======== Input records

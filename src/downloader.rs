use crate::config::RunConfig;
use crate::error::{AppError, Result};
use crate::model::{DownloadJob, StreamVariant, TempArea, VideoReference};
use crate::tools::MediaSource;
use std::path::{Path, PathBuf};
use tracing::{debug, info, instrument, warn};

/// Fetches the two chosen streams of a job into a fresh temporary area.
///
/// # Fields
/// * `source` - The media source doing the actual transfer
/// * `cookies` - Cookie file forwarded to every fetch, when present on disk
pub struct Downloader<'a> {
    source: &'a dyn MediaSource,
    cookies: Option<PathBuf>,
}

impl<'a> Downloader<'a> {
    pub fn new(source: &'a dyn MediaSource, config: &RunConfig) -> Self {
        Self {
            source,
            cookies: config.cookie_file().map(Path::to_path_buf),
        }
    }

    /// Downloads the video stream, then the audio stream, and records the
    /// temporary paths on the job.
    ///
    /// # Details
    /// The temporary area only becomes part of the job once both streams
    /// are on disk. If either fetch fails the area is dropped here, which
    /// removes anything already written, and the job is left untouched.
    ///
    /// # Errors
    /// * `Download` if either transfer fails or produces an empty file
    #[instrument(skip_all, fields(id = %job.reference.id))]
    pub async fn download(&self, job: &mut DownloadJob) -> Result<()> {
        let temp = TempArea::create()
            .map_err(|e| AppError::Download(format!("cannot create temporary area: {}", e)))?;
        debug!("Temporary area at {}", temp.path().display());

        let video_dest = temp.file("video", &job.selection.video.ext);
        let audio_dest = temp.file("audio", &job.selection.audio.ext);

        let fetched = async {
            let video = self
                .fetch_stream(&job.reference, &job.selection.video, &video_dest)
                .await?;
            let audio = self
                .fetch_stream(&job.reference, &job.selection.audio, &audio_dest)
                .await?;
            Ok::<_, AppError>((video, audio))
        }
        .await;

        match fetched {
            Ok((video, audio)) => {
                job.video_file = Some(video);
                job.audio_file = Some(audio);
                job.temp = Some(temp);
                Ok(())
            }
            Err(e) => {
                warn!("Discarding partial download: {}", e);
                drop(temp);
                Err(e)
            }
        }
    }

    async fn fetch_stream(
        &self,
        reference: &VideoReference,
        variant: &StreamVariant,
        dest: &Path,
    ) -> Result<PathBuf> {
        info!("Downloading {} stream {}", kind_label(variant), variant);

        let path = self
            .source
            .fetch(reference, variant, dest, self.cookies.as_deref())
            .await?;

        let size = tokio::fs::metadata(&path)
            .await
            .map(|meta| meta.len())
            .map_err(|e| AppError::Download(format!("{} unreadable: {}", path.display(), e)))?;
        if size == 0 {
            return Err(AppError::Download(format!(
                "{} stream {} came back empty",
                kind_label(variant),
                variant.selector
            )));
        }

        debug!("Fetched {} bytes into {}", size, path.display());
        Ok(path)
    }
}

fn kind_label(variant: &StreamVariant) -> &'static str {
    if variant.is_video() {
        "video"
    } else {
        "audio"
    }
}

================

> **What you have to do**:
Write the data out once more, exactly as it was given.

> **Task answer**:
filename src/downloader.rs
use crate::config::RunConfig;
use crate::error::{AppError, Result};
use crate::model::{DownloadJob, StreamVariant, TempArea, VideoReference};
use crate::tools::MediaSource;
use std::path::{Path, PathBuf};
use tracing::{debug, info, instrument, warn};

/// Fetches the two chosen streams of a job into a fresh temporary area.
///
/// # Fields
/// * `source` - The media source doing the actual transfer
/// * `cookies` - Cookie file forwarded to every fetch, when present on disk
pub struct Downloader<'a> {
    source: &'a dyn MediaSource,
    cookies: Option<PathBuf>,
}

impl<'a> Downloader<'a> {
    pub fn new(source: &'a dyn MediaSource, config: &RunConfig) -> Self {
        Self {
            source,
            cookies: config.cookie_file().map(Path::to_path_buf),
        }
    }

    /// Downloads the video stream, then the audio stream, and records the
    /// temporary paths on the job.
    ///
    /// # Details
    /// The temporary area only becomes part of the job once both streams
    /// are on disk. If either fetch fails the area is dropped here, which
    /// removes anything already written, and the job is left untouched.
    ///
    /// # Errors
    /// * `Download` if either transfer fails or produces an empty file
    #[instrument(skip_all, fields(id = %job.reference.id))]
    pub async fn download(&self, job: &mut DownloadJob) -> Result<()> {
        let temp = TempArea::create()
            .map_err(|e| AppError::Download(format!("cannot create temporary area: {}", e)))?;
        debug!("Temporary area at {}", temp.path().display());

        let video_dest = temp.file("video", &job.selection.video.ext);
        let audio_dest = temp.file("audio", &job.selection.audio.ext);

        let fetched = async {
            let video = self
                .fetch_stream(&job.reference, &job.selection.video, &video_dest)
                .await?;
            let audio = self
                .fetch_stream(&job.reference, &job.selection.audio, &audio_dest)
                .await?;
            Ok::<_, AppError>((video, audio))
        }
        .await;

        match fetched {
            Ok((video, audio)) => {
                job.video_file = Some(video);
                job.audio_file = Some(audio);
                job.temp = Some(temp);
                Ok(())
            }
            Err(e) => {
                warn!("Discarding partial download: {}", e);
                drop(temp);
                Err(e)
            }
        }
    }

    async fn fetch_stream(
        &self,
        reference: &VideoReference,
        variant: &StreamVariant,
        dest: &Path,
    ) -> Result<PathBuf> {
        info!("Downloading {} stream {}", kind_label(variant), variant);

        let path = self
            .source
            .fetch(reference, variant, dest, self.cookies.as_deref())
            .await?;

        let size = tokio::fs::metadata(&path)
            .await
            .map(|meta| meta.len())
            .map_err(|e| AppError::Download(format!("{} unreadable: {}", path.display(), e)))?;
        if size == 0 {
            return Err(AppError::Download(format!(
                "{} stream {} came back empty",
                kind_label(variant),
                variant.selector
            )));
        }

        debug!("Fetched {} bytes into {}", size, path.display());
        Ok(path)
    }
}

fn kind_label(variant: &StreamVariant) -> &'static str {
    if variant.is_video() {
        "video"
    } else {
        "audio"
    }
}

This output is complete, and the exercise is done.